Residents’ journal review

Bilateral mandibular distraction osteogenesis using an intraoral tooth-borne device

El Bialy TH, Razdolsky Y, Kravitz ND, Dessner S, Elgazzar RF. Long-term results of bilateral mandibular distraction osteogenesis using an intraoral tooth-borne device in adult Class II patients. Int J Oral Maxillofac Surgery 2013;42:1446-53

Correction of an Angle Class II relationship in a nongrowing patient can be a difficult task. Camouflage or orthognathic surgery is the standard choice available to practitioners. Both options have benefits and risks. Mandibular distraction osteogenesis offers orthodontists an alternative treatment for these patients. Distraction devices are broadly categorized as external or internal. The external devices are less favored because of their extraoral placement and the potential for scarring.
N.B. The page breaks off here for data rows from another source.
//! In-memory mirror of the mounted cgroup hierarchies.
//!
//! The tree owns one hierarchy per mountpoint. Subsystems are views: each
//! [`SubsystemKind`] maps to the mountpoint whose hierarchy it reads, so
//! co-mounted subsystems such as `cpu` and `cpuacct` share a single set of
//! nodes.

use std::collections::{BTreeMap, HashMap};
use std::path::{Component, Path, PathBuf};

use super::SubsystemKind;
use crate::models::Stats;

#[derive(Debug, thiserror::Error)]
pub enum TreeError {
    #[error("path `{path}` does not resolve to a node of the cgroup tree")]
    UnresolvedPath { path: PathBuf },
    #[error("path `{path}` is outside every watched cgroup hierarchy")]
    OutsideHierarchy { path: PathBuf },
}

pub type Result<T> = std::result::Result<T, TreeError>;

/// A cgroup directory.
#[derive(Debug, Clone, PartialEq, Eq, serde::Serialize)]
pub struct CgroupNode {
    pub name: String,
    pub path: PathBuf,
    pub children: HashMap<String, CgroupNode>,
    /// Content of `cgroup.procs`; `None` while the file is not watched.
    #[serde(skip_serializing_if = "Option::is_none")]
    pub pids: Option<Vec<u32>>,
    #[serde(skip_serializing_if = "Option::is_none")]
    pub stats: Option<Stats>,
}

impl CgroupNode {
    pub fn new(name: impl Into<String>, path: impl Into<PathBuf>) -> Self {
        Self {
            name: name.into(),
            path: path.into(),
            children: HashMap::new(),
            pids: None,
            stats: None,
        }
    }

    fn root(mountpoint: &Path) -> Self {
        let name = mountpoint
            .file_name()
            .map(|name| name.to_string_lossy().into_owned())
            .unwrap_or_default();
        Self::new(name, mountpoint)
    }

    /// Visits this node and all of its descendants, parents before children.
    pub fn walk(&self, f: &mut dyn FnMut(&CgroupNode)) {
        let mut stack = vec![self];
        while let Some(node) = stack.pop() {
            f(node);
            stack.extend(node.children.values());
        }
    }

    /// Mutable counterpart of [`CgroupNode::walk`].
    pub fn walk_mut(&mut self, f: &mut dyn FnMut(&mut CgroupNode)) {
        let mut stack = vec![self];
        while let Some(node) = stack.pop() {
            f(&mut *node);
            stack.extend(node.children.values_mut());
        }
    }

    /// Number of nodes in this subtree, including `self`.
    pub fn node_count(&self) -> usize {
        let mut count = 0;
        self.walk(&mut |_| count += 1);
        count
    }

    /// Looks up a descendant by its path relative to this node.
    pub fn find(&self, relative: impl AsRef<Path>) -> Option<&CgroupNode> {
        segments(relative.as_ref())
            .try_fold(self, |node, segment| node.children.get(&segment))
    }
}

/// Directory segments of a relative path; `.` segments are skipped.
fn segments(relative: &Path) -> impl Iterator<Item = String> + '_ {
    relative.components().filter_map(|component| match component {
        Component::Normal(segment) => Some(segment.to_string_lossy().into_owned()),
        _ => None,
    })
}

#[derive(Debug, Default)]
pub struct CgroupTree {
    hierarchies: BTreeMap<PathBuf, CgroupNode>,
    subsystems: BTreeMap<SubsystemKind, PathBuf>,
}

impl CgroupTree {
    pub fn new() -> Self {
        Self::default()
    }

    /// Attaches `kind` to the hierarchy mounted at `mountpoint`.
    ///
    /// Returns `true` if the hierarchy was created by this call, `false` if
    /// another subsystem already shares it.
    pub fn add_subsystem(&mut self, kind: SubsystemKind, mountpoint: impl Into<PathBuf>) -> bool {
        let mountpoint = mountpoint.into();
        let created = !self.hierarchies.contains_key(&mountpoint);
        if created {
            self.hierarchies
                .insert(mountpoint.clone(), CgroupNode::root(&mountpoint));
        }
        self.subsystems.insert(kind, mountpoint);
        created
    }

    /// Watched subsystems and their mountpoints.
    pub fn subsystems(&self) -> impl Iterator<Item = (&SubsystemKind, &Path)> {
        self.subsystems
            .iter()
            .map(|(kind, mountpoint)| (kind, mountpoint.as_path()))
    }

    pub fn mountpoint(&self, kind: &SubsystemKind) -> Option<&Path> {
        self.subsystems.get(kind).map(PathBuf::as_path)
    }

    pub fn mountpoints(&self) -> impl Iterator<Item = &Path> {
        self.hierarchies.keys().map(PathBuf::as_path)
    }

    pub fn is_mountpoint(&self, path: &Path) -> bool {
        self.hierarchies.contains_key(path)
    }

    pub fn root(&self, kind: &SubsystemKind) -> Option<&CgroupNode> {
        self.hierarchies.get(self.subsystems.get(kind)?)
    }

    pub fn root_mut(&mut self, kind: &SubsystemKind) -> Option<&mut CgroupNode> {
        self.hierarchies.get_mut(self.subsystems.get(kind)?)
    }

    /// Finds the hierarchy containing `path` and the path relative to it.
    fn locate<'p>(&mut self, path: &'p Path) -> Result<(&mut CgroupNode, &'p Path)> {
        self.hierarchies
            .iter_mut()
            .filter(|(mountpoint, _)| path.starts_with(mountpoint))
            .max_by_key(|(mountpoint, _)| mountpoint.components().count())
            .and_then(|(mountpoint, root)| Some((root, path.strip_prefix(mountpoint).ok()?)))
            .ok_or_else(|| TreeError::OutsideHierarchy {
                path: path.to_path_buf(),
            })
    }

    /// Resolves the node at `path`.
    pub fn node_mut(&mut self, path: &Path) -> Result<&mut CgroupNode> {
        let (mut node, relative) = self.locate(path)?;
        for segment in segments(relative) {
            node = node
                .children
                .get_mut(&segment)
                .ok_or_else(|| TreeError::UnresolvedPath {
                    path: path.to_path_buf(),
                })?;
        }
        Ok(node)
    }

    /// Resolves the parent node of `path` and the name `path` has in it.
    fn parent_mut(&mut self, path: &Path) -> Result<(&mut CgroupNode, String)> {
        let unresolved = || TreeError::UnresolvedPath {
            path: path.to_path_buf(),
        };
        let (mut node, relative) = self.locate(path)?;
        let mut names: Vec<String> = segments(relative).collect();
        // A hierarchy root has no parent.
        let name = names.pop().ok_or_else(unresolved)?;
        for segment in names {
            node = node.children.get_mut(&segment).ok_or_else(unresolved)?;
        }
        Ok((node, name))
    }

    /// Inserts a node for the directory at `path`.
    ///
    /// Returns `false` if the node already exists, which leaves it untouched.
    pub fn insert(&mut self, path: &Path) -> Result<bool> {
        let (parent, name) = self.parent_mut(path)?;
        if parent.children.contains_key(&name) {
            return Ok(false);
        }
        let child = CgroupNode::new(name.clone(), parent.path.join(&name));
        parent.children.insert(name, child);
        Ok(true)
    }

    /// Detaches the node at `path` and returns it with its subtree.
    pub fn remove(&mut self, path: &Path) -> Result<Option<CgroupNode>> {
        let (parent, name) = self.parent_mut(path)?;
        Ok(parent.children.remove(&name))
    }

    /// Stores the PID list of the directory at `dir`.
    pub fn set_pids(&mut self, dir: &Path, pids: Option<Vec<u32>>) -> Result<()> {
        self.node_mut(dir)?.pids = pids;
        Ok(())
    }

    /// Copy of every subsystem's tree, keyed by subsystem name.
    pub fn snapshot(&self) -> BTreeMap<String, CgroupNode> {
        self.subsystems
            .iter()
            .filter_map(|(kind, mountpoint)| {
                let root = self.hierarchies.get(mountpoint)?;
                Some((kind.name().to_owned(), root.clone()))
            })
            .collect()
    }
}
Internal devices can be divided into bone borne, tooth borne, and hybrid. The aim of this study was to evaluate the short-term and long-term results of correcting a Class II relationship in adults with a tooth-borne distracter called the ROD1. Ten consecutive adults with Class II malocclusion were treated with the distracter and fixed orthodontic therapy and then followed for 8 years. Distraction was done between the second premolar and the first molar, or between the first and second molars, with a rate of 1 mm per day by activating the distractor’s screw 0.33 mm 3 times a day. The patients were asked to wear a chincup for 3 to 4 months after the distraction to balance the action of the suprahyoid muscles on the anterior segment. Favorable results included long-term (8 years) increases in mandibular corpus length (4.5 mm) and the SNB angle (2.3°). Unfavorable long-term outcomes included an increased mandibular plane angle (4.3°) and, in the short term, immediately after distraction, mandibular incisor proclination (7.5°), which was subsequently corrected during treatment. The study did not have a control group, but the results of the treatment seem to show that distraction could be a viable alternative in nongrowing Class II patients.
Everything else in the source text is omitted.